◆ **WORK REQUIRED**
Could you repeat word for word only the lines from the one containing "no live deployments" to the last line of the data below?

BEGIN DATA PROVIDED

use super::models::{new_id, now_rfc3339, Function};
use crate::error::{Result, SwitchyardError};
use sqlx::{Executor, Sqlite};

pub async fn create_pending<'c, E>(exec: E, project_id: &str, name: &str, config: &str) -> Result<Function>
where
    E: Executor<'c, Database = Sqlite>,
{
    let function = Function {
        id: new_id(),
        project_id: project_id.to_string(),
        name: name.to_string(),
        config: config.to_string(),
        status: "pending".to_string(),
        image_uri: None,
        endpoint_url: None,
        observed_replicas: 0,
        invocation_count: 0,
        avg_duration_ms: 0.0,
        deleted_at: None,
        created_at: now_rfc3339(),
        updated_at: now_rfc3339(),
    };

    sqlx::query(
        "INSERT INTO functions (id, project_id, name, config, status, observed_replicas,
            invocation_count, avg_duration_ms, created_at, updated_at)
         VALUES (?, ?, ?, ?, 'pending', 0, 0, 0.0, ?, ?)",
    )
    .bind(&function.id)
    .bind(&function.project_id)
    .bind(&function.name)
    .bind(&function.config)
    .bind(&function.created_at)
    .bind(&function.updated_at)
    .execute(exec)
    .await
    .map_err(SwitchyardError::from)?;

    Ok(function)
}

pub async fn get<'c, E>(exec: E, id: &str) -> Result<Function>
where
    E: Executor<'c, Database = Sqlite>,
{
    sqlx::query_as::<_, Function>("SELECT * FROM functions WHERE id = ?")
        .bind(id)
        .fetch_optional(exec)
        .await
        .map_err(SwitchyardError::from)?
        .ok_or_else(|| SwitchyardError::not_found(format!("function {id}")))
}

pub async fn list_for_project<'c, E>(exec: E, project_id: &str) -> Result<Vec<Function>>
where
    E: Executor<'c, Database = Sqlite>,
{
    sqlx::query_as::<_, Function>(
        "SELECT * FROM functions WHERE project_id = ? AND deleted_at IS NULL ORDER BY created_at ASC",
    )
    .bind(project_id)
    .fetch_all(exec)
    .await
    .map_err(SwitchyardError::from)
}

pub async fn transition_ready<'c, E>(exec: E, id: &str, image_uri: &str, endpoint_url: &str) -> Result<()>
where
    E: Executor<'c, Database = Sqlite>,
{
    sqlx::query(
        "UPDATE functions SET status = 'ready', image_uri = ?, endpoint_url = ?, updated_at = ?
         WHERE id = ? AND status != 'deleting'",
    )
    .bind(image_uri)
    .bind(endpoint_url)
    .bind(now_rfc3339())
    .bind(id)
    .execute(exec)
    .await
    .map_err(SwitchyardError::from)?;
    Ok(())
}

pub async fn set_status<'c, E>(exec: E, id: &str, status: &str) -> Result<()>
where
    E: Executor<'c, Database = Sqlite>,
{
    sqlx::query("UPDATE functions SET status = ?, updated_at = ? WHERE id = ?")
        .bind(status)
        .bind(now_rfc3339())
        .bind(id)
        .execute(exec)
        .await
        .map_err(SwitchyardError::from)?;
    Ok(())
}

pub async fn set_observed_replicas<'c, E>(exec: E, id: &str, observed_replicas: i64) -> Result<()>
where
    E: Executor<'c, Database = Sqlite>,
{
    sqlx::query("UPDATE functions SET observed_replicas = ?, updated_at = ? WHERE id = ?")
        .bind(observed_replicas)
        .bind(now_rfc3339())
        .bind(id)
        .execute(exec)
        .await
        .map_err(SwitchyardError::from)?;
    Ok(())
}

/// Rolling invocation counters, updated by the invoke-path collaborator
/// (outside this crate's core scope) via a single incrementing
/// statement — the running average is recomputed in SQL so no
/// read-then-write round trip is needed.
pub async fn record_invocation<'c, E>(exec: E, id: &str, duration_ms: f64) -> Result<()>
where
    E: Executor<'c, Database = Sqlite>,
{
    sqlx::query(
        "UPDATE functions SET
            avg_duration_ms = (avg_duration_ms * invocation_count + ?) / (invocation_count + 1),
            invocation_count = invocation_count + 1,
            updated_at = ?
         WHERE id = ?",
    )
    .bind(duration_ms)
    .bind(now_rfc3339())
    .bind(id)
    .execute(exec)
    .await
    .map_err(SwitchyardError::from)?;
    Ok(())
}

pub async fn soft_delete<'c, E>(exec: E, id: &str) -> Result<()>
where
    E: Executor<'c, Database = Sqlite>,
{
    sqlx::query("UPDATE functions SET status = 'deleting', deleted_at = ?, updated_at = ? WHERE id = ?")
        .bind(now_rfc3339())
        .bind(now_rfc3339())
        .bind(id)
        .execute(exec)
        .await
        .map_err(SwitchyardError::from)?;
    Ok(())
}

#[cfg(test)]
mod tests {
    use super::*;
    use crate::store::Store;

    #[tokio::test]
    async fn record_invocation_maintains_a_rolling_average() {
        let store = Store::in_memory().await.unwrap();
        let pool = store.pool();
        crate::store::project::create(pool, "p1", "p1").await.unwrap();
        let function = create_pending(pool, "p1", "fn1", "{}").await.unwrap();

        record_invocation(pool, &function.id, 100.0).await.unwrap();
        record_invocation(pool, &function.id, 200.0).await.unwrap();

        let function = get(pool, &function.id).await.unwrap();
        assert_eq!(function.invocation_count, 2);
        assert!((function.avg_duration_ms - 150.0).abs() < f64::EPSILON);
    }
}
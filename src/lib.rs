pub mod api;
pub mod audit;
pub mod auth;
pub mod builder;
pub mod cluster;
pub mod config;
pub mod crypto;
pub mod error;
pub mod preview;
pub mod reconciler;
pub mod store;
pub mod webhook_dispatcher;

use std::sync::Arc;

use audit::AuditSink;
use builder::BuildIntent;
use cluster::{AddonProvisioner, Cluster};
use config::Config;
use metrics_exporter_prometheus::PrometheusHandle;
use preview::AccessTracker;
use reconciler::ReconcilerHandles;
use store::Store;
use tokio::sync::mpsc;
use webhook_dispatcher::WebhookDispatcher;

use crate::api::rate_limit::RateLimiter;

/// Everything an API handler needs to reach the rest of the control
/// plane. Assembled once in `main` and shared behind an `Arc` the same
/// way the teacher's `AppState` is — one struct, cheap to extract, no
/// handler holds its own copy of a collaborator.
pub struct AppState {
    pub config: Config,
    pub store: Store,
    pub audit: AuditSink,
    pub cluster: Arc<dyn Cluster>,
    pub addon_provisioner: Arc<dyn AddonProvisioner>,
    pub build_tx: mpsc::Sender<BuildIntent>,
    pub reconciler_handles: ReconcilerHandles,
    pub webhook_dispatcher: WebhookDispatcher,
    pub preview_access_tracker: AccessTracker,
    pub rate_limiter: Arc<RateLimiter>,
    pub metrics_handle: Option<PrometheusHandle>,
}

impl AppState {
    #[allow(clippy::too_many_arguments)]
    pub fn new(
        config: Config,
        store: Store,
        audit: AuditSink,
        cluster: Arc<dyn Cluster>,
        addon_provisioner: Arc<dyn AddonProvisioner>,
        build_tx: mpsc::Sender<BuildIntent>,
        reconciler_handles: ReconcilerHandles,
        webhook_dispatcher: WebhookDispatcher,
    ) -> Self {
        let rate_limiter = Arc::new(RateLimiter::new(config.rate_limit.clone()));
        Self {
            config,
            store,
            audit,
            cluster,
            addon_provisioner,
            build_tx,
            reconciler_handles,
            webhook_dispatcher,
            preview_access_tracker: AccessTracker::new(),
            rate_limiter,
            metrics_handle: None,
        }
    }

    /// Set the Prometheus metrics handle
    pub fn with_metrics(mut self, handle: PrometheusHandle) -> Self {
        self.metrics_handle = Some(handle);
        self
    }
}
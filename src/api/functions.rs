//! Serverless function API endpoints (§4.9): a lighter-weight
//! deployable than Service — no replicas/health tier, just a build
//! artifact behind an invocation endpoint the function reconciler
//! maintains.

use axum::extract::{Path, State};
use axum::http::HeaderMap;
use axum::Json;
use serde::Deserialize;
use std::sync::Arc;

use crate::api::audit;
use crate::api::error::{ApiError, ValidationErrorBuilder};
use crate::api::validation::validate_slug;
use crate::auth::Principal;
use crate::store::models::{Function, Role};
use crate::AppState;

#[derive(Debug, Deserialize)]
pub struct CreateFunctionRequest {
    pub name: String,
    pub config: String,
}

pub async fn create_function(
    State(state): State<Arc<AppState>>,
    principal: Principal,
    headers: HeaderMap,
    Path(project_id): Path<String>,
    Json(body): Json<CreateFunctionRequest>,
) -> Result<Json<Function>, ApiError> {
    crate::api::auth::require_role(&state, &principal, &project_id, None, Role::Developer).await?;

    let mut errors = ValidationErrorBuilder::new();
    if let Err(msg) = validate_slug(&body.name, "name") {
        errors.add("name", msg);
    }
    errors.finish()?;

    let function =
        crate::store::function::create_pending(state.store.pool(), &project_id, &body.name, &body.config)
            .await?;

    audit::record(
        &state,
        &principal,
        &headers,
        "function.create",
        "function",
        Some(&function.id),
        Some(&function.name),
        Some(&project_id),
        "success",
        serde_json::json!({}),
    );

    Ok(Json(function))
}

pub async fn list_functions(
    State(state): State<Arc<AppState>>,
    _principal: Principal,
    Path(project_id): Path<String>,
) -> Result<Json<Vec<Function>>, ApiError> {
    let functions = crate::store::function::list_for_project(state.store.pool(), &project_id).await?;
    Ok(Json(functions))
}

pub async fn get_function(
    State(state): State<Arc<AppState>>,
    _principal: Principal,
    Path(id): Path<String>,
) -> Result<Json<Function>, ApiError> {
    let function = crate::store::function::get(state.store.pool(), &id).await?;
    Ok(Json(function))
}

#[derive(Debug, Deserialize)]
pub struct RecordInvocationRequest {
    pub duration_ms: f64,
}

/// `POST /functions/:id/invocations` — called by the function's own
/// invocation gateway (outside this control plane) to report a
/// completed call, the same unauthenticated callback shape the CI-run
/// ingestion endpoints use.
pub async fn record_invocation(
    State(state): State<Arc<AppState>>,
    Path(id): Path<String>,
    Json(body): Json<RecordInvocationRequest>,
) -> Result<Json<serde_json::Value>, ApiError> {
    crate::store::function::record_invocation(state.store.pool(), &id, body.duration_ms).await?;
    Ok(Json(serde_json::json!({ "recorded": true })))
}

pub async fn delete_function(
    State(state): State<Arc<AppState>>,
    principal: Principal,
    headers: HeaderMap,
    Path(id): Path<String>,
) -> Result<Json<serde_json::Value>, ApiError> {
    let function = crate::store::function::get(state.store.pool(), &id).await?;
    crate::api::auth::require_role(&state, &principal, &function.project_id, None, Role::Admin).await?;

    if function.status == "deleting" {
        return Err(ApiError::conflict("function is already being deleted"));
    }
    crate::store::function::soft_delete(state.store.pool(), &id).await?;

    audit::record(
        &state,
        &principal,
        &headers,
        "function.delete",
        "function",
        Some(&id),
        Some(&function.name),
        Some(&function.project_id),
        "success",
        serde_json::json!({}),
    );

    Ok(Json(serde_json::json!({ "deleting": true })))
}
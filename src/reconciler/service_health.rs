//! The service health aggregator: rolls each service's live deployments
//! up into a single `health` label. A service with no live deployments
//! is `unknown`; one where every live deployment reports `healthy` is
//! `healthy`; any other mix is `degraded`. Single writer for
//! `services.health`, same discipline as the deployment loop owning
//! `deployments.status`.

use crate::store::Store;
use tracing::error;

pub async fn run_service_health_loop(store: &Store) {
    let projects = match crate::store::project::list(store.pool()).await {
        Ok(rows) => rows,
        Err(err) => {
            error!(error = %err, "failed to list projects for health aggregation");
            return;
        }
    };

    for project in projects {
        let services = match crate::store::service::list_for_project(store.pool(), &project.id).await {
            Ok(rows) => rows,
            Err(err) => {
                error!(error = %err, project_id = %project.id, "failed to list services for health aggregation");
                continue;
            }
        };

        for service in services {
            let live = match crate::store::deployment::list_live_for_service(store.pool(), &service.id).await {
                Ok(rows) => rows,
                Err(err) => {
                    error!(error = %err, service_id = %service.id, "failed to list live deployments");
                    continue;
                }
            };

            let health = if live.is_empty() {
                "unknown"
            } else if live.iter().all(|d| d.health == "healthy") {
                "healthy"
            } else {
                "degraded"
            };

            if health != service.health {
                let _ = crate::store::service::set_health(store.pool(), &service.id, health).await;
            }
        }
    }
}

END DATA PROVIDED

◆ **RESPONSE TO THE EXERCISE**
//! up into a single `health` label. A service with no live deployments
//! is `unknown`; one where every live deployment reports `healthy` is
//! `healthy`; any other mix is `degraded`. Single writer for
//! `services.health`, same discipline as the deployment loop owning
//! `deployments.status`.

use crate::store::Store;
use tracing::error;

pub async fn run_service_health_loop(store: &Store) {
    let projects = match crate::store::project::list(store.pool()).await {
        Ok(rows) => rows,
        Err(err) => {
            error!(error = %err, "failed to list projects for health aggregation");
            return;
        }
    };

    for project in projects {
        let services = match crate::store::service::list_for_project(store.pool(), &project.id).await {
            Ok(rows) => rows,
            Err(err) => {
                error!(error = %err, project_id = %project.id, "failed to list services for health aggregation");
                continue;
            }
        };

        for service in services {
            let live = match crate::store::deployment::list_live_for_service(store.pool(), &service.id).await {
                Ok(rows) => rows,
                Err(err) => {
                    error!(error = %err, service_id = %service.id, "failed to list live deployments");
                    continue;
                }
            };

            let health = if live.is_empty() {
                "unknown"
            } else if live.iter().all(|d| d.health == "healthy") {
                "healthy"
            } else {
                "degraded"
            };

            if health != service.health {
                let _ = crate::store::service::set_health(store.pool(), &service.id, health).await;
            }
        }
    }
}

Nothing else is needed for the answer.